L’action de la loi de la valeur conditionne le développement p. 90des forces productives de l’économie marchande. Comme on le sait, la grandeur de la valeur d’une marchandise est déterminée par le travail socialement nécessaire. Les producteurs qui appliquent pour la première fois une technique plus avancée, produisent leurs marchandises avec des dépenses inférieures aux dépenses socialement nécessaires ; ils les vendent cependant à des prix correspondant au travail socialement nécessaire. Ce faisant, ils reçoivent un surplus de monnaie et s’enrichissent. Cela incite les autres producteurs à moderniser leurs entreprises au point de vue technique. C’est ainsi qu’à la suite d’actions disséminées de producteurs isolés, qui ne songent qu’à leur profit personnel, la technique progresse, les forces productives de la société se développent.
La concurrence et l’anarchie de la production font que la répartition du travail et des moyens de production entre les différentes branches, et le développement des forces productives dans l’économie marchande, sont réalisés au prix de grosses pertes de travail social et aboutissent à une aggravation constante des contradictions de cette économie.
Dans le cadre de la production marchande fondée sur la propriété privée, l’action de la loi de la valeur conduit à la naissance et au développement des rapports capitalistes.

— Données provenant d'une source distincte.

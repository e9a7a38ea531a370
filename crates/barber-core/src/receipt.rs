//! # Receipt
//!
//! Projects a finished transaction into the ordered line sequence that the
//! print bridge renders.
//!
//! ## Layout
//! ```text
//! ┌────────────────────────────────────┐
//! │          BARBERSHOP POS            │  bold, center, double-size
//! │    Jl. Contoh No. 123, Jakarta     │  center
//! │         Tel: 021-1234567           │  center
//! │ Date: 16/10/2026 Time: 14.05.09    │  center
//! │ Customer: Ahmad Rizky              │  left (only with a name)
//! │ --------------------------------   │  center
//! │ SERVICES                           │  bold
//! │ Regular Haircut                    │  left
//! │                          Rp 75.000 │  right
//! │ PRODUCTS                           │  bold (only with products)
//! │ Premium Pomade x2                  │  left
//! │                         Rp 170.000 │  right
//! │ --------------------------------   │  center
//! │               Subtotal: Rp 245.000 │  right
//! │               Tax (10%): Rp 24.500 │  right
//! │                  TOTAL: Rp 269.500 │  bold, right, large
//! │ Payment: cash                      │  left
//! │                                    │  center (spacer)
//! │     Thank you for your visit!      │  center
//! │         Please come again          │  center
//! └────────────────────────────────────┘
//! ```
//!
//! The sequence is the contract with the external printer app. Line order,
//! emphasis, alignment and format must not drift.

use chrono::NaiveDateTime;
use serde::{Deserialize, Serialize};
use ts_rs::TS;
use uuid::Uuid;

use crate::cart::Transaction;
use crate::money::CurrencyStyle;
use crate::pricing::Totals;

/// Dashed rule between receipt sections (32 columns, one 58mm roll).
pub const SEPARATOR: &str = "--------------------------------";

const THANK_YOU: &str = "Thank you for your visit!";
const COME_AGAIN: &str = "Please come again";

// =============================================================================
// Line Record
// =============================================================================

/// Record type of a receipt line. The print bridge only knows text.
#[derive(Debug, Clone, Copy, PartialEq, Eq, Default, Serialize, Deserialize, TS)]
#[ts(export)]
#[serde(rename_all = "lowercase")]
pub enum LineKind {
    #[default]
    Text,
}

#[derive(Debug, Clone, Copy, PartialEq, Eq, Default, Serialize, Deserialize, TS)]
#[ts(export)]
#[serde(rename_all = "lowercase")]
pub enum Alignment {
    #[default]
    Left,
    Center,
    Right,
}

/// Character size of a line.
#[derive(Debug, Clone, Copy, PartialEq, Eq, Default, Serialize, Deserialize, TS)]
#[ts(export)]
#[serde(rename_all = "kebab-case")]
pub enum TextFormat {
    #[default]
    Normal,
    /// Double height.
    Large,
    /// Double height and width.
    DoubleSize,
}

/// One printable line.
#[derive(Debug, Clone, PartialEq, Eq, Serialize, Deserialize, TS)]
#[ts(export)]
pub struct ReceiptLine {
    pub kind: LineKind,
    pub content: String,
    pub emphasis: bool,
    pub alignment: Alignment,
    pub format: TextFormat,
}

impl ReceiptLine {
    /// A plain, left-aligned, normal-size line.
    pub fn text(content: impl Into<String>) -> Self {
        ReceiptLine {
            kind: LineKind::Text,
            content: content.into(),
            emphasis: false,
            alignment: Alignment::Left,
            format: TextFormat::Normal,
        }
    }

    pub fn bold(mut self) -> Self {
        self.emphasis = true;
        self
    }

    pub fn centered(mut self) -> Self {
        self.alignment = Alignment::Center;
        self
    }

    pub fn right(mut self) -> Self {
        self.alignment = Alignment::Right;
        self
    }

    pub fn sized(mut self, format: TextFormat) -> Self {
        self.format = format;
        self
    }
}

// =============================================================================
// Shop Profile
// =============================================================================

/// Header block printed at the top of every receipt.
#[derive(Debug, Clone, PartialEq, Eq, Serialize, Deserialize, TS)]
#[ts(export)]
#[serde(rename_all = "camelCase", default)]
pub struct ShopProfile {
    pub name: String,
    pub address: String,
    /// Printed as-is, e.g. `Tel: 021-1234567`.
    pub phone: String,
}

impl Default for ShopProfile {
    fn default() -> Self {
        ShopProfile {
            name: "BARBERSHOP POS".to_string(),
            address: "Jl. Contoh No. 123, Jakarta".to_string(),
            phone: "Tel: 021-1234567".to_string(),
        }
    }
}

// =============================================================================
// Receipt
// =============================================================================

/// An issued receipt.
#[derive(Debug, Clone, PartialEq, Eq, Serialize, Deserialize, TS)]
#[ts(export)]
#[serde(rename_all = "camelCase")]
pub struct Receipt {
    #[ts(as = "String")]
    pub transaction_id: Uuid,
    /// Local wall-clock time the receipt was generated.
    #[ts(as = "String")]
    pub issued_at: NaiveDateTime,
    pub totals: Totals,
    pub lines: Vec<ReceiptLine>,
}

/// Builds receipt lines for one shop.
#[derive(Debug, Clone)]
pub struct ReceiptBuilder<'a> {
    shop: &'a ShopProfile,
    style: CurrencyStyle,
}

impl<'a> ReceiptBuilder<'a> {
    pub fn new(shop: &'a ShopProfile) -> Self {
        ReceiptBuilder {
            shop,
            style: CurrencyStyle::default(),
        }
    }

    pub fn currency_style(mut self, style: CurrencyStyle) -> Self {
        self.style = style;
        self
    }

    /// Issues a receipt with a fresh transaction id.
    ///
    /// `issued_at` is the moment of generation, not of cart creation; the
    /// caller passes the current local time.
    pub fn build(&self, tx: &Transaction, issued_at: NaiveDateTime) -> Receipt {
        Receipt {
            transaction_id: Uuid::new_v4(),
            issued_at,
            totals: tx.totals(),
            lines: self.lines(tx, issued_at),
        }
    }

    /// The printable line sequence for `tx`.
    pub fn lines(&self, tx: &Transaction, issued_at: NaiveDateTime) -> Vec<ReceiptLine> {
        let totals = tx.totals();
        let mut lines = Vec::new();

        // Header
        lines.push(
            ReceiptLine::text(&self.shop.name)
                .bold()
                .centered()
                .sized(TextFormat::DoubleSize),
        );
        lines.push(ReceiptLine::text(&self.shop.address).centered());
        lines.push(ReceiptLine::text(&self.shop.phone).centered());
        lines.push(ReceiptLine::text(timestamp(issued_at)).centered());

        if !tx.customer_name.is_empty() {
            lines.push(ReceiptLine::text(format!("Customer: {}", tx.customer_name)));
        }

        lines.push(ReceiptLine::text(SEPARATOR).centered());

        // Services
        lines.push(ReceiptLine::text("SERVICES").bold());
        if tx.services().is_empty() {
            lines.push(ReceiptLine::text("No services"));
        } else {
            for service in tx.services() {
                lines.push(ReceiptLine::text(&service.name));
                lines.push(ReceiptLine::text(service.price.format(self.style)).right());
            }
        }

        // Products
        if !tx.product_lines().is_empty() {
            lines.push(ReceiptLine::text("PRODUCTS").bold());
            for line in tx.product_lines() {
                lines.push(ReceiptLine::text(format!(
                    "{} x{}",
                    line.product.name, line.quantity
                )));
                lines.push(ReceiptLine::text(line.line_total().format(self.style)).right());
            }
        }

        lines.push(ReceiptLine::text(SEPARATOR).centered());

        // Totals
        lines.push(
            ReceiptLine::text(format!("Subtotal: {}", totals.subtotal.format(self.style))).right(),
        );
        lines.push(
            ReceiptLine::text(format!(
                "Tax ({}): {}",
                tx.tax_rate().percent_label(),
                totals.tax.format(self.style)
            ))
            .right(),
        );
        lines.push(
            ReceiptLine::text(format!("TOTAL: {}", totals.total.format(self.style)))
                .bold()
                .right()
                .sized(TextFormat::Large),
        );

        lines.push(ReceiptLine::text(format!("Payment: {}", tx.payment_method)));

        // Footer
        lines.push(ReceiptLine::text(" ").centered());
        lines.push(ReceiptLine::text(THANK_YOU).centered());
        lines.push(ReceiptLine::text(COME_AGAIN).centered());

        lines
    }
}

/// `Date: 16/10/2026 Time: 14.05.09` (Indonesian day/month order, dotted
/// time).
fn timestamp(at: NaiveDateTime) -> String {
    format!(
        "Date: {} Time: {}",
        at.format("%-d/%-m/%Y"),
        at.format("%H.%M.%S")
    )
}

Les variations spontanées des prix du marché autour de la valeur, les écarts des dépenses individuelles de travail par rapport au travail socialement nécessaire qui détermine la grandeur de la valeur de la marchandise, accentuent l’inégalité économique et la lutte entre les producteurs. La concurrence provoque la ruine et la disparition de certains producteurs qui deviennent des prolétaires, l’enrichissement de certains autres, qui deviennent des capitalistes. L’action de la loi de la valeur conduit ainsi à la différenciation des producteurs.
[…] la petite production engendre le capitalisme et la bourgeoisie constamment, chaque jour, à chaque heure, d’une manière spontanée et dans de vastes proportions.